Information is a vital part of any application; the entire logic resides on the type of information stored. In Power Apps, the data is stored in a data source that can be accessed using connections. The connection utilizes a particular connector to converse with the data source. Many significant services and on-premises data sources, such as SharePoint, SQL Server, Office 365, Salesforce, and X, have connectors in Power Apps.

The most common data sources are tables, which you can use to store and retrieve information. Connections help you read and write data in Microsoft Excel workbooks, SharePoint lists, SQL tables, and many other formats. You can store these in cloud services such as OneDrive, DropBox, and SQL Server.

A connector might give tables of information or actions. A few connectors provide just tables, some provide just actions, and some provide both. Your connector might be either standard or custom.

Local data sources

To create an app that reads and writes from a data source, you must use one of these controls. They are:

  • Gallery: Use the Gallery control to filter, sort, search, and scroll through records in a data source, and then select a specific record. You can also display only certain fields from each record so that you can display several records at a time even on a small screen.

  • Display form: The display form helps you show any or all fields in a single record.

  • Edit form: The Edit form allows you to update one or more fields in a single record (or create a record starting with default values) and save those changes back to the underlying data source.

These controls are used when Power Apps creates an app from data. Behind the scenes, the application stores and manipulates data from the data source using an internal table.

SharePoint

There are many SharePoint features that allow users to create specific projects and establish standard business processes for information sharing, document publishing, and recording data. These features help business users be more productive, but SharePoint outperforms previous document-collaboration systems in displaying information about what information/documents are stored and why.

It's straightforward to demand metadata, or information about data (such as modified time, created by, and so on, but also custom tags on documents or objects) in SharePoint. Workers can better understand why a document exists and why it's important without having to read it. SharePoint also allows users to create custom databases in an easy-to-use structure, allowing them to store thousands of bits of data that may be incorporated into the workflows or other business processes discussed above.

Controls and properties in canvas apps

In Microsoft Power Apps, users can plan and build a business application using components rather than writing code in a traditional programming language like C#. They can design applications by dragging and dropping elements into a canvas, just as they would design a slide in PowerPoint. Indicating logic and working with data can be achieved through an Excel-like experience. Users can create apps that combine business data from several Microsoft and third-party sources. They're allowed to share the app so that users can run it in a browser or on a mobile device, and embed the app so they can run it in SharePoint, Power BI, or Teams. Here are some of the controls available in Power Apps:

  • Buttons: Associate with the application by clicking or tapping
  • Gallery: Show a list of records that contain different sorts of data
  • Drop down: Shows the first item in a rundown until a chevron is selected
  • Image: Show a picture from (for instance) a file or a data source
  • Camera: Take photographs and save them in the app or to a data source

A Gallery control can display multiple records from a data source, and each record can contain various types of data. For example, you can use Gallery control to show different products. Each item shows product details that include a name, an image, price, and so on for each product.

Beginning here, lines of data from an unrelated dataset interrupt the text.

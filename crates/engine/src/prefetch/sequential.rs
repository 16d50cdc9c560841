//! Sequential Prefetcher.
//!
//! Hints the next `distance` elements after each access, `stride` bytes
//! apart. No learning and no history; this is the strategy for dense,
//! array-like traversals.

use super::{HintSink, PrefetchStrategy, Prefetcher};
use crate::config::stride_or_line;

/// Sequential Prefetcher state.
#[derive(Debug, Clone)]
pub struct SequentialPrefetcher {
    /// Number of elements to prefetch ahead.
    distance: usize,
    /// Element size in bytes.
    stride: u64,
}

impl SequentialPrefetcher {
    /// Creates a new Sequential prefetcher.
    ///
    /// # Arguments
    ///
    /// * `distance` - The number of elements to prefetch ahead.
    /// * `stride` - The element size in bytes.
    pub const fn new(distance: usize, stride: u64) -> Self {
        Self {
            distance: if distance == 0 { 1 } else { distance },
            stride: stride_or_line(stride),
        }
    }

    /// Number of elements prefetched ahead.
    pub const fn distance(&self) -> usize {
        self.distance
    }

    /// Element size in bytes.
    pub const fn stride(&self) -> u64 {
        self.stride
    }
}

impl Default for SequentialPrefetcher {
    fn default() -> Self {
        Self::new(1, 0)
    }
}

impl Prefetcher for SequentialPrefetcher {
    /// Hints `base + i * stride` for `i` in `1..=distance` for each base.
    #[inline]
    fn prefetch(&mut self, addrs: &[u64], count: usize, sink: &mut dyn HintSink) {
        for &base in addrs.iter().take(count) {
            for k in 1..=self.distance as u64 {
                sink.hint(base.wrapping_add(self.stride.wrapping_mul(k)));
            }
        }
    }

    fn configure(&mut self, distance: usize, stride: u64) {
        *self = Self::new(distance, stride);
    }

    fn reset(&mut self) {}

    fn strategy(&self) -> PrefetchStrategy {
        PrefetchStrategy::Sequential
    }
}
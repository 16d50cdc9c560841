//! Phase to strategy policy.
//!
//! Fixed table, not learned:
//!
//! | Phase            | Strategy   | Distance | Degree |
//! |------------------|------------|----------|--------|
//! | `DenseSequential`| Sequential | 256      | 4      |
//! | `SparseRandom`   | Strided    | 128      | 2      |
//! | `PointerChasing` | IMA        | 64       | 1      |
//!
//! `Unknown` has no plan; the controller keeps whatever is active.

use crate::monitor::ExecutionPhase;
use crate::prefetch::PrefetchStrategy;

/// What the controller installs for a detected phase.
#[derive(Debug, Clone, Copy, PartialEq, Eq)]
pub struct StrategyPlan {
    /// Strategy to activate.
    pub strategy: PrefetchStrategy,
    /// Elements to prefetch ahead.
    pub distance: usize,
    /// Hint bases used per `prefetch` call.
    pub degree: usize,
}

/// The phase to strategy table.
#[derive(Debug, Clone, Copy, Default)]
pub struct PhasePolicy;

impl PhasePolicy {
    /// Plan for `phase`, or `None` for `Unknown`.
    pub const fn plan_for(phase: ExecutionPhase) -> Option<StrategyPlan> {
        match phase {
            ExecutionPhase::Unknown => None,
            ExecutionPhase::DenseSequential => Some(StrategyPlan {
                strategy: PrefetchStrategy::Sequential,
                distance: 256,
                degree: 4,
            }),
            ExecutionPhase::SparseRandom => Some(StrategyPlan {
                strategy: PrefetchStrategy::Strided,
                distance: 128,
                degree: 2,
            }),
            ExecutionPhase::PointerChasing => Some(StrategyPlan {
                strategy: PrefetchStrategy::Ima,
                distance: 64,
                degree: 1,
            }),
        }
    }
}
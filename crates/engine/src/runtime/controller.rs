//! Adaptive controller.
//!
//! Owns the sampler, the history window and the published strategy. Three
//! paths touch it:
//!
//! - The **worker** (or `sample_now`/`adapt_now` on the caller's thread)
//!   appends samples and runs adaptation ticks.
//! - **Switches** (`adapt_now`, worker ticks, `hint_phase`) build the next
//!   [`StrategySnapshot`] under `switch_lock` and publish it in one store.
//! - **Consumers** read the published snapshot without locking.

use std::sync::atomic::{AtomicBool, AtomicU64, Ordering};
use std::sync::{Arc, Mutex, MutexGuard, PoisonError};
use std::thread::JoinHandle;
use std::time::Duration;

use arc_swap::ArcSwap;

use crate::common::constants::MIN_SAMPLES_FOR_EFFECTIVENESS;
use crate::common::error::{ConfigError, MonitorError};
use crate::config::Config;
use crate::monitor::{
    CounterSource, ExecutionPhase, PerformanceSample, PerformanceSampler, PhaseClassifier,
    PhaseMetrics,
};
use crate::prefetch::{AnyPrefetcher, Prefetcher};
use crate::stats::RuntimeStats;

use super::history::{HistoryBuffer, HistoryEntry, average_features};
use super::policy::PhasePolicy;
use super::snapshot::{PrefetchHandle, StrategySnapshot};
use super::worker;

/// Locks `mutex`, recovering the data if a previous holder panicked.
fn lock<T>(mutex: &Mutex<T>) -> MutexGuard<'_, T> {
    mutex.lock().unwrap_or_else(PoisonError::into_inner)
}

/// Result of one adaptation tick.
#[derive(Debug, Clone, Copy, PartialEq, Eq)]
pub enum TickOutcome {
    /// Not enough history to decide.
    Skipped {
        /// Entries currently held.
        have: usize,
        /// Entries required.
        need: usize,
    },
    /// The window classified as `phase`; nothing was switched.
    Unchanged(ExecutionPhase),
    /// A new strategy was published.
    Switched {
        /// Phase before the switch.
        from: ExecutionPhase,
        /// Phase after the switch.
        to: ExecutionPhase,
    },
}

/// History and statistics, written by the sampling side only.
#[derive(Debug)]
pub(crate) struct Telemetry {
    history: HistoryBuffer<HistoryEntry>,
    last_window: Option<PhaseMetrics>,
    stats: RuntimeStats,
}

/// State shared between the controller and its worker thread.
#[derive(Debug)]
pub(crate) struct Shared {
    config: Config,
    sampler: Mutex<PerformanceSampler>,
    telemetry: Mutex<Telemetry>,
    published: Arc<ArcSwap<StrategySnapshot>>,
    switch_lock: Mutex<()>,
    adaptations: AtomicU64,
    cancel: AtomicBool,
}

impl Shared {
    pub(crate) const fn config(&self) -> &Config {
        &self.config
    }

    pub(crate) fn is_cancelled(&self) -> bool {
        self.cancel.load(Ordering::Acquire)
    }

    /// Initializes the sampler if needed.
    fn ensure_monitoring(&self) -> Result<(), MonitorError> {
        let interval = Duration::from_millis(self.config.runtime.sampling_interval_ms);
        lock(&self.sampler).initialize(interval)
    }

    /// Reads one sample and appends it to history.
    pub(crate) fn sample_once(&self) -> Result<PerformanceSample, MonitorError> {
        let result = lock(&self.sampler).sample_classified();
        let mut telemetry = lock(&self.telemetry);
        match result {
            Ok(sample) => {
                let _ = telemetry.history.push(HistoryEntry::from_sample(sample));
                telemetry.stats.samples += 1;
                Ok(sample)
            }
            Err(err) => {
                telemetry.stats.sample_errors += 1;
                Err(err)
            }
        }
    }

    /// Classifies the history window and switches strategy if the phase changed.
    ///
    /// With `abort_on_cancel`, a stop request that lands after classification
    /// abandons the switch; the worker passes `true`, inline callers `false`.
    pub(crate) fn adapt_once(&self, abort_on_cancel: bool) -> TickOutcome {
        let phase = {
            let mut telemetry = lock(&self.telemetry);
            let have = telemetry.history.len();
            let need = self.config.runtime.min_samples;
            let averaged = if have < need {
                None
            } else {
                average_features(telemetry.history.iter())
            };
            let Some(features) = averaged else {
                telemetry.stats.skipped_ticks += 1;
                tracing::trace!(have, need, "adaptation tick skipped");
                return TickOutcome::Skipped { have, need };
            };

            let window = PhaseMetrics::average(telemetry.history.iter().map(|e| &e.metrics));
            telemetry.last_window = window;
            let phase = PhaseClassifier::classify(&features);
            telemetry.stats.record_phase(phase);
            phase
        };

        if abort_on_cancel && self.is_cancelled() {
            return TickOutcome::Unchanged(phase);
        }
        match self.commit(phase) {
            Some(from) => TickOutcome::Switched { from, to: phase },
            None => TickOutcome::Unchanged(phase),
        }
    }

    /// Publishes the strategy planned for `phase`.
    ///
    /// Returns the previous phase if a switch happened. `Unknown` and the
    /// already active phase are no-ops.
    pub(crate) fn commit(&self, phase: ExecutionPhase) -> Option<ExecutionPhase> {
        let plan = PhasePolicy::plan_for(phase)?;
        let _guard = lock(&self.switch_lock);

        let current = self.published.load_full();
        if current.phase() == phase {
            return None;
        }

        let stride = current.settings().stride;
        let mut next = if current.strategy() == plan.strategy {
            current.prefetcher().clone()
        } else {
            AnyPrefetcher::new(plan.strategy, &self.config.prefetch)
        };
        next.reset();
        next.configure(plan.distance, stride);

        let generation = self.adaptations.load(Ordering::Relaxed) + 1;
        self.published.store(Arc::new(StrategySnapshot::new(
            phase,
            plan.degree,
            next,
            generation,
        )));
        let _ = self.adaptations.fetch_add(1, Ordering::AcqRel);

        let from = current.phase();
        if self.config.runtime.enable_logging {
            tracing::info!(%from, to = %phase, "phase transition: {from} -> {phase}");
        }
        tracing::debug!(
            strategy = %plan.strategy,
            distance = plan.distance,
            degree = plan.degree,
            stride,
            "prefetch strategy reconfigured"
        );
        Some(from)
    }
}

/// Closed-loop controller that matches the prefetch strategy to the
/// execution phase observed through hardware counters.
///
/// # Examples
///
/// ```
/// use morpheus_core::config::Config;
/// use morpheus_core::monitor::{ExecutionPhase, NullCounterSource};
/// use morpheus_core::prefetch::SequentialPrefetcher;
/// use morpheus_core::runtime::AdaptiveController;
///
/// let mut controller = AdaptiveController::new(
///     NullCounterSource,
///     SequentialPrefetcher::default(),
///     Config::default(),
/// ).unwrap();
///
/// // No counters: monitoring is off, the controller keeps working.
/// assert!(controller.start().is_err());
/// assert_eq!(controller.current_phase(), ExecutionPhase::Unknown);
///
/// let _ = controller.hint_phase(ExecutionPhase::PointerChasing);
/// assert_eq!(controller.current_prefetcher().settings().distance, 64);
/// ```
#[derive(Debug)]
pub struct AdaptiveController {
    shared: Arc<Shared>,
    worker: Option<JoinHandle<()>>,
}

impl AdaptiveController {
    /// Creates a controller in phase `Unknown` with `initial` as the active
    /// strategy. The counter source is not touched until [`start`](Self::start)
    /// or [`sample_now`](Self::sample_now).
    ///
    /// # Errors
    ///
    /// Returns the first configuration constraint `config` violates.
    pub fn new<S, P>(source: S, initial: P, config: Config) -> Result<Self, ConfigError>
    where
        S: CounterSource + 'static,
        P: Into<AnyPrefetcher>,
    {
        config.validate()?;

        let initial = StrategySnapshot::new(
            ExecutionPhase::Unknown,
            config.prefetch.default_degree,
            initial.into(),
            0,
        );
        let shared = Shared {
            sampler: Mutex::new(PerformanceSampler::new(Box::new(source))),
            telemetry: Mutex::new(Telemetry {
                history: HistoryBuffer::new(config.runtime.history_size),
                last_window: None,
                stats: RuntimeStats::default(),
            }),
            published: Arc::new(ArcSwap::from_pointee(initial)),
            switch_lock: Mutex::new(()),
            adaptations: AtomicU64::new(0),
            cancel: AtomicBool::new(false),
            config,
        };
        Ok(Self {
            shared: Arc::new(shared),
            worker: None,
        })
    }

    /// Starts the background sampling/adaptation loop and clears history.
    ///
    /// A no-op if the loop is already running.
    ///
    /// # Errors
    ///
    /// Returns the counter source's initialization failure. The controller
    /// stays usable with adaptation disabled: phase `Unknown`, strategy
    /// unchanged.
    pub fn start(&mut self) -> Result<(), MonitorError> {
        if self.worker.is_some() {
            return Ok(());
        }

        if let Err(err) = self.shared.ensure_monitoring() {
            tracing::warn!(%err, "telemetry unavailable, adaptation disabled");
            return Err(err);
        }

        lock(&self.shared.telemetry).history.clear();
        self.shared.cancel.store(false, Ordering::Release);

        let handle = worker::spawn(Arc::clone(&self.shared))
            .map_err(|source| MonitorError::Io { what: "spawn adaptation thread", source })?;
        self.worker = Some(handle);
        tracing::debug!(
            sampling_ms = self.shared.config.runtime.sampling_interval_ms,
            adaptation_ms = self.shared.config.runtime.adaptation_interval_ms,
            "adaptation loop started"
        );
        Ok(())
    }

    /// Stops the loop and waits for the worker to exit.
    ///
    /// Idempotent. The last published strategy stays active.
    pub fn stop(&mut self) {
        let Some(handle) = self.worker.take() else {
            return;
        };
        self.shared.cancel.store(true, Ordering::Release);
        handle.thread().unpark();
        if handle.join().is_err() {
            tracing::error!("adaptation thread panicked");
        }
        self.shared.cancel.store(false, Ordering::Release);
        tracing::debug!("adaptation loop stopped");
    }

    /// Whether the background loop is running.
    pub const fn is_running(&self) -> bool {
        self.worker.is_some()
    }

    /// Whether the counter source has been initialized successfully.
    pub fn is_monitoring(&self) -> bool {
        lock(&self.shared.sampler).is_initialized()
    }

    /// The latest committed phase. Lock-free.
    pub fn current_phase(&self) -> ExecutionPhase {
        self.shared.published.load().phase()
    }

    /// The latest committed snapshot. Lock-free.
    pub fn current_prefetcher(&self) -> Arc<StrategySnapshot> {
        self.shared.published.load_full()
    }

    /// A consumer handle following this controller's decisions.
    pub fn handle(&self) -> PrefetchHandle {
        PrefetchHandle::new(Arc::clone(&self.shared.published))
    }

    /// Applies the strategy for `phase` immediately, bypassing sampling.
    ///
    /// Returns `true` if a switch was published; `Unknown` or the current
    /// phase change nothing.
    pub fn hint_phase(&self, phase: ExecutionPhase) -> bool {
        self.shared.commit(phase).is_some()
    }

    /// Mean `prefetch_useful_rate` over the history window.
    ///
    /// `0.0` when fewer than two samples are held.
    pub fn effectiveness(&self) -> f64 {
        let telemetry = lock(&self.shared.telemetry);
        if telemetry.history.len() < MIN_SAMPLES_FOR_EFFECTIVENESS {
            return 0.0;
        }
        let total: f64 = telemetry
            .history
            .iter()
            .map(|e| e.metrics.prefetch_useful_rate)
            .sum();
        total / telemetry.history.len() as f64
    }

    /// The newest `count` per-sample metrics, oldest first.
    pub fn recent_metrics(&self, count: usize) -> Vec<PhaseMetrics> {
        lock(&self.shared.telemetry)
            .history
            .recent(count)
            .map(|e| e.metrics)
            .collect()
    }

    /// The window average computed by the last adaptation tick that ran.
    pub fn last_window_metrics(&self) -> Option<PhaseMetrics> {
        lock(&self.shared.telemetry).last_window
    }

    /// Number of entries currently in the history window.
    pub fn history_len(&self) -> usize {
        lock(&self.shared.telemetry).history.len()
    }

    /// Strategy switches committed so far.
    pub fn total_adaptations(&self) -> u64 {
        self.shared.adaptations.load(Ordering::Acquire)
    }

    /// Activity counters.
    pub fn stats(&self) -> RuntimeStats {
        let mut stats = lock(&self.shared.telemetry).stats.clone();
        stats.adaptations = self.total_adaptations();
        stats
    }

    /// The configuration this controller was built with.
    pub fn config(&self) -> &Config {
        self.shared.config()
    }

    /// Takes one sample on the caller's thread.
    ///
    /// Initializes the counter source on first use. Intended for inline
    /// adaptation when the background loop is not running.
    ///
    /// # Errors
    ///
    /// Returns the source's initialization or read failure.
    pub fn sample_now(&self) -> Result<PerformanceSample, MonitorError> {
        self.shared.ensure_monitoring()?;
        self.shared.sample_once()
    }

    /// Runs one adaptation tick on the caller's thread.
    pub fn adapt_now(&self) -> TickOutcome {
        self.shared.adapt_once(false)
    }
}

impl Drop for AdaptiveController {
    fn drop(&mut self) {
        self.stop();
    }
}
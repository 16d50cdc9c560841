//! Engine-wide constants.
//!
//! Values here are the defaults the configuration layer falls back to and the
//! fixed layout parameters shared between the sampler and the classifier.

/// Size of a cache line in bytes; the default prefetch stride.
pub const CACHE_LINE_BYTES: u64 = 64;

/// Number of elements in a classifier feature vector.
///
/// Layout: `[l3_miss_rate, ipc, branch_miss_rate, l1_misses, l2_misses, instructions, cycles]`.
pub const FEATURE_COUNT: usize = 7;

/// Default number of recent addresses the strided prefetcher keeps.
pub const STRIDE_WINDOW: usize = 8;

/// Default bound on learned successors per base address in the IMA prefetcher.
pub const MAX_CHAIN_LENGTH: usize = 4;

/// Minimum number of history entries before an adaptation tick may act.
pub const MIN_SAMPLES_FOR_DECISION: usize = 10;

/// Minimum number of history entries for `effectiveness()` to report a value.
pub const MIN_SAMPLES_FOR_EFFECTIVENESS: usize = 2;

/// Nanoseconds per millisecond.
pub const NANOS_PER_MILLI: u64 = 1_000_000;
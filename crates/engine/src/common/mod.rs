//! Common types and constants shared by the monitor, prefetch and runtime layers.
//!
//! This module provides:
//! 1. **Constants:** Cache geometry, feature-vector layout, and controller tunables.
//! 2. **Error Handling:** Telemetry and configuration error types.

/// Common constants used throughout the engine.
pub mod constants;

/// Error types for telemetry and configuration.
pub mod error;

pub use constants::{CACHE_LINE_BYTES, FEATURE_COUNT};
pub use error::{ConfigError, MonitorError};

Each data field is displayed in a separate control within the Gallery control; you can configure these controls in your template. Any changes made to the template are reflected throughout the gallery control. Predefined templates are available for displaying images and text in a gallery; a gallery for items with varying heights is also available.

Important

If a user scrolls the Flexible height gallery control before all items are loaded, the item that's currently in view might be pushed down and out of view when the data loading is finished. To avoid this issue, use a standard Gallery control instead of the Flexible height variant.